Work instruction: The listing below is to be transcribed exactly.

-------- Records for processing

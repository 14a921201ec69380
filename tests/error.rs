use std::path::PathBuf;

use notebook::error::{exit_codes, Error};

#[test]
fn exit_codes_map_correctly() {
    let user = Error::Validation("Enter a task.".to_string());
    assert_eq!(user.exit_code(), exit_codes::USER_ERROR);

    let missing = Error::NoteNotFound("ghost".to_string());
    assert_eq!(missing.exit_code(), exit_codes::USER_ERROR);

    let config = Error::InvalidConfig("bad".to_string());
    assert_eq!(config.exit_code(), exit_codes::USER_ERROR);

    let io = Error::from(std::io::Error::new(std::io::ErrorKind::Other, "disk"));
    assert_eq!(io.exit_code(), exit_codes::OPERATION_FAILED);
}

#[test]
fn parse_error_names_file() {
    let source = serde_json::from_str::<serde_json::Value>("{").unwrap_err();
    let err = Error::Parse {
        path: PathBuf::from("/data/notes.json"),
        source,
    };
    assert_eq!(err.exit_code(), exit_codes::OPERATION_FAILED);
    assert!(err.to_string().contains("/data/notes.json"));
    assert_eq!(
        err.details(),
        Some(serde_json::json!({ "path": "/data/notes.json" }))
    );
}

#[test]
fn not_found_details_carry_title() {
    let err = Error::NoteNotFound("ghost".to_string());
    assert!(err.to_string().contains("Note not found"));
    assert_eq!(err.details(), Some(serde_json::json!({ "title": "ghost" })));
}

#[test]
fn validation_displays_message_only() {
    let err = Error::Validation("Enter a keyword.".to_string());
    assert_eq!(err.to_string(), "Enter a keyword.");
}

----------------

Written answer:
repository 14a921201ec69380
filename tests/error.rs
use std::path::PathBuf;

use notebook::error::{exit_codes, Error};

#[test]
fn exit_codes_map_correctly() {
    let user = Error::Validation("Enter a task.".to_string());
    assert_eq!(user.exit_code(), exit_codes::USER_ERROR);

    let missing = Error::NoteNotFound("ghost".to_string());
    assert_eq!(missing.exit_code(), exit_codes::USER_ERROR);

    let config = Error::InvalidConfig("bad".to_string());
    assert_eq!(config.exit_code(), exit_codes::USER_ERROR);

    let io = Error::from(std::io::Error::new(std::io::ErrorKind::Other, "disk"));
    assert_eq!(io.exit_code(), exit_codes::OPERATION_FAILED);
}

#[test]
fn parse_error_names_file() {
    let source = serde_json::from_str::<serde_json::Value>("{").unwrap_err();
    let err = Error::Parse {
        path: PathBuf::from("/data/notes.json"),
        source,
    };
    assert_eq!(err.exit_code(), exit_codes::OPERATION_FAILED);
    assert!(err.to_string().contains("/data/notes.json"));
    assert_eq!(
        err.details(),
        Some(serde_json::json!({ "path": "/data/notes.json" }))
    );
}

#[test]
fn not_found_details_carry_title() {
    let err = Error::NoteNotFound("ghost".to_string());
    assert!(err.to_string().contains("Note not found"));
    assert_eq!(err.details(), Some(serde_json::json!({ "title": "ghost" })));
}

#[test]
fn validation_displays_message_only() {
    let err = Error::Validation("Enter a keyword.".to_string());
    assert_eq!(err.to_string(), "Enter a keyword.");
}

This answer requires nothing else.